◆ **How to complete this task**:
Only a number is wanted: how many lines in these records contain the word "impl"?

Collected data

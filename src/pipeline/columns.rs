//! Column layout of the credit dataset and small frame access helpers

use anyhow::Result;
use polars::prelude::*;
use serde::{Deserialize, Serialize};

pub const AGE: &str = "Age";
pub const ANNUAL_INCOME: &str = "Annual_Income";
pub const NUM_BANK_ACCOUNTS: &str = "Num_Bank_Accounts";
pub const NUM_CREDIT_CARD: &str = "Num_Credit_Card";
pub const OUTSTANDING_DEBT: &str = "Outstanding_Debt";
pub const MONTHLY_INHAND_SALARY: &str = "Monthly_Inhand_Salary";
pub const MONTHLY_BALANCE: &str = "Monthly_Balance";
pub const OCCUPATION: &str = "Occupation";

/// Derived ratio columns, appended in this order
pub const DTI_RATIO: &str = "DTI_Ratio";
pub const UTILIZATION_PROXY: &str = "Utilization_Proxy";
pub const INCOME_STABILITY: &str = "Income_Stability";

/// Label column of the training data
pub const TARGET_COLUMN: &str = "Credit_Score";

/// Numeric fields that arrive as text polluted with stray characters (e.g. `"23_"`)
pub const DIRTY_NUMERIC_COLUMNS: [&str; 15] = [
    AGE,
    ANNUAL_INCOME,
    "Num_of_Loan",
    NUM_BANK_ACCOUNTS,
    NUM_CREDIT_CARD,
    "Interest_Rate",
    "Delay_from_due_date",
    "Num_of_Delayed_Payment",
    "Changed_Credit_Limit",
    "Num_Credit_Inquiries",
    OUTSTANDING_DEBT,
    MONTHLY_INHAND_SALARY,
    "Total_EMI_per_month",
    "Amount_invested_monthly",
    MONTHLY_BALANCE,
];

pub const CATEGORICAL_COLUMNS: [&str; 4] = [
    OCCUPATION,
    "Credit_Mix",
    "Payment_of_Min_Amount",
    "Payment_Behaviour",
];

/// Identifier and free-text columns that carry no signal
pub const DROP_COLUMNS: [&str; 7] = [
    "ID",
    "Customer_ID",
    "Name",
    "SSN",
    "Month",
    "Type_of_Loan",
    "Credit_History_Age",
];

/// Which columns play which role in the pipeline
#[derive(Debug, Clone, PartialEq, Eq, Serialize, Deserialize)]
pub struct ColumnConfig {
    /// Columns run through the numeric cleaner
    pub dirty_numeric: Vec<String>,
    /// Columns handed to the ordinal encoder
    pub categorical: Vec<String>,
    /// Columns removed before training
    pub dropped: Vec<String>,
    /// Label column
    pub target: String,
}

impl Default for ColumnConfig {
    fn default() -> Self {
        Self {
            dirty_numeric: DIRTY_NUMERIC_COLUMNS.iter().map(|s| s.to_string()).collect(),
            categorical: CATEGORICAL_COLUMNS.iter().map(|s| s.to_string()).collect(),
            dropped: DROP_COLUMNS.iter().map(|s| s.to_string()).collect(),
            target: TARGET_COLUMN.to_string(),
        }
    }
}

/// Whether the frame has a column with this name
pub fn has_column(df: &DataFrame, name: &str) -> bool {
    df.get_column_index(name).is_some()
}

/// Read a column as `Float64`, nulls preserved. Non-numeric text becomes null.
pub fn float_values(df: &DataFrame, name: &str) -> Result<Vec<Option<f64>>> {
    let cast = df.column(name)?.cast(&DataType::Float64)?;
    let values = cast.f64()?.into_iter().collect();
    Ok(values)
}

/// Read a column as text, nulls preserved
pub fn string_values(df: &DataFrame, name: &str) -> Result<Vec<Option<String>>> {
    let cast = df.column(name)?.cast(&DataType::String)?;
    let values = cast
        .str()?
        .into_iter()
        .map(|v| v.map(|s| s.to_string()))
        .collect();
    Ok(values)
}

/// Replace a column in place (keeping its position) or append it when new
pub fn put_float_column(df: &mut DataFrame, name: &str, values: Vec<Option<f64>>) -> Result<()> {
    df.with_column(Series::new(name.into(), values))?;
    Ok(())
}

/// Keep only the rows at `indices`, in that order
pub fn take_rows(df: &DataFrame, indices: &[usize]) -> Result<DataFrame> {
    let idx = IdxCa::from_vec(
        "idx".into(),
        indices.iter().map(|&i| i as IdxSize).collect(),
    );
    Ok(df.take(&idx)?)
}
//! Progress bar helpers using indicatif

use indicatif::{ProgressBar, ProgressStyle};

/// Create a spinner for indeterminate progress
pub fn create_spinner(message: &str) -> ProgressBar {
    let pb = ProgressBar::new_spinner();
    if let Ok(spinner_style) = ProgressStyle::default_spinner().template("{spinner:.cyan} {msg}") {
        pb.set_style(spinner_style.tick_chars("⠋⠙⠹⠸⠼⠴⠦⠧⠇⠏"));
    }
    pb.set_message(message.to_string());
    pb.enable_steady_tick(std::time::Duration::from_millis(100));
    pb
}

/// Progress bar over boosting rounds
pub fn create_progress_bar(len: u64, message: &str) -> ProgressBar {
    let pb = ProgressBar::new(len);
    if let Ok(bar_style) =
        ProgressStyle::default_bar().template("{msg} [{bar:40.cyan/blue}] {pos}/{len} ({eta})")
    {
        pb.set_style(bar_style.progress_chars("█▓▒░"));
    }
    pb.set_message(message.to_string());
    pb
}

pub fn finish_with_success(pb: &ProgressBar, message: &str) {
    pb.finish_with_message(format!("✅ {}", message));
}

* * *

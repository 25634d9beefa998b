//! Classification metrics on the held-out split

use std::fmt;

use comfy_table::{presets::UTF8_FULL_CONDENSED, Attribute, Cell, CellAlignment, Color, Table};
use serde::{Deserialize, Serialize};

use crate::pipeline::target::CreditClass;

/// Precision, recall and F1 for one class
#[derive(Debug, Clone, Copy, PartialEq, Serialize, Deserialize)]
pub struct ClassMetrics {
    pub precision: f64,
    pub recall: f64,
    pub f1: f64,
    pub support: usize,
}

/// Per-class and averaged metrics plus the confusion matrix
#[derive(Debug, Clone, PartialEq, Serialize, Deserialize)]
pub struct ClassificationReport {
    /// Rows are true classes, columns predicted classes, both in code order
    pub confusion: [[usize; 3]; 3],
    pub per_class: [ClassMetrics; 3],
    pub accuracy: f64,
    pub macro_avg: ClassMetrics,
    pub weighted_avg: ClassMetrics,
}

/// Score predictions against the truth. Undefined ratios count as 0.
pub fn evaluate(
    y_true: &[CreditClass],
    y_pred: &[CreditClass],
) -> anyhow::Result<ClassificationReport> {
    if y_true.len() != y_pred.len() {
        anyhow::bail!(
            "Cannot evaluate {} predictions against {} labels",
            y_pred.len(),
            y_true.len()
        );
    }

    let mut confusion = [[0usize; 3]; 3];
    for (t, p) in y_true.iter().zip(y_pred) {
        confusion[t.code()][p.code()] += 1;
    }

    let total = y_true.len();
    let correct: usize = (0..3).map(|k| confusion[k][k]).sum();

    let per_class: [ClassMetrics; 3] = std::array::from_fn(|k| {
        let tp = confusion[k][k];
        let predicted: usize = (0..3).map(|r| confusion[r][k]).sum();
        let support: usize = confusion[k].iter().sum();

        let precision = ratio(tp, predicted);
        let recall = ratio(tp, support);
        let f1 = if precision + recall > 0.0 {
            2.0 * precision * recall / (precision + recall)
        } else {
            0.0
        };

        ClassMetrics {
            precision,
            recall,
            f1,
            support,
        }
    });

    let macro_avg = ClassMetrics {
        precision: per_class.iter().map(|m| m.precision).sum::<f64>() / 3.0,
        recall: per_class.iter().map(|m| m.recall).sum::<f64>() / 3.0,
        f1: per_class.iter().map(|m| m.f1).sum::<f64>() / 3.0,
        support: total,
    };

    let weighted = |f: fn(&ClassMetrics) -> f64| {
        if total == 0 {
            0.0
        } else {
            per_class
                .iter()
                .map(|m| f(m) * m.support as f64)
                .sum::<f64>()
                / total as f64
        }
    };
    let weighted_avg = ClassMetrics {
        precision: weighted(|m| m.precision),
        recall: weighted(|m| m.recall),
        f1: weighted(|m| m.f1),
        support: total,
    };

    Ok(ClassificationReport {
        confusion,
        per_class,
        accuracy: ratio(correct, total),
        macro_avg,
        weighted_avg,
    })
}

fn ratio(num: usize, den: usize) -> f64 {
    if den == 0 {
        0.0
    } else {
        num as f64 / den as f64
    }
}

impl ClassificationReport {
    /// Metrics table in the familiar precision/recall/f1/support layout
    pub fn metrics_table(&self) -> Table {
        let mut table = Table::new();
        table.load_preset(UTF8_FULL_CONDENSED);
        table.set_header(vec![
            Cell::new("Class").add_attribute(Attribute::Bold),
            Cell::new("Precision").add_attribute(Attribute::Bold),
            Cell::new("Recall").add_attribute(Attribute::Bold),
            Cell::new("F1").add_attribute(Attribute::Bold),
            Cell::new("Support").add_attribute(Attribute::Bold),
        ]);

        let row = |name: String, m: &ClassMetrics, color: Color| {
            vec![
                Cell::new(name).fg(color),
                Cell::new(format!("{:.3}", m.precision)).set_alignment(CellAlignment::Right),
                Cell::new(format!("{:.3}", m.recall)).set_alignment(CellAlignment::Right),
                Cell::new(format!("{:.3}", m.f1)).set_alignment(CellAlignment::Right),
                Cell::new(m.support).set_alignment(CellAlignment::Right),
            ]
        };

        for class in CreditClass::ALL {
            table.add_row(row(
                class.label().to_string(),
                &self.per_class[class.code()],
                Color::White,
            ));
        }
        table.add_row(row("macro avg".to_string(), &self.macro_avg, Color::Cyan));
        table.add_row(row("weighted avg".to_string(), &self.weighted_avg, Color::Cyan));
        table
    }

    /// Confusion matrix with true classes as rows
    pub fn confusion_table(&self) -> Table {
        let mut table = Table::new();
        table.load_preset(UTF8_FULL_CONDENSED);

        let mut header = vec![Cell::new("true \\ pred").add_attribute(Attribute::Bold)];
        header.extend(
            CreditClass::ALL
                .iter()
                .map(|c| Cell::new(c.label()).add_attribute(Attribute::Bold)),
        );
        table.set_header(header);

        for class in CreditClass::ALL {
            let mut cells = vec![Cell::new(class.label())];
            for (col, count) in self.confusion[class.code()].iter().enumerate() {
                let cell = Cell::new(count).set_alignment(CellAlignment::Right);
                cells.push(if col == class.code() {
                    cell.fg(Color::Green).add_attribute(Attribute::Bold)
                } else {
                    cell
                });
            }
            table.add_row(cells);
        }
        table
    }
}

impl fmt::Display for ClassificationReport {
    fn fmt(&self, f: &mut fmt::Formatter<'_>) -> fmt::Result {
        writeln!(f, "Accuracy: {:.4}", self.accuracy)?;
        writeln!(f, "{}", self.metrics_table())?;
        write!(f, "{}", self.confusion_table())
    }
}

◆ **Output for this task**:
3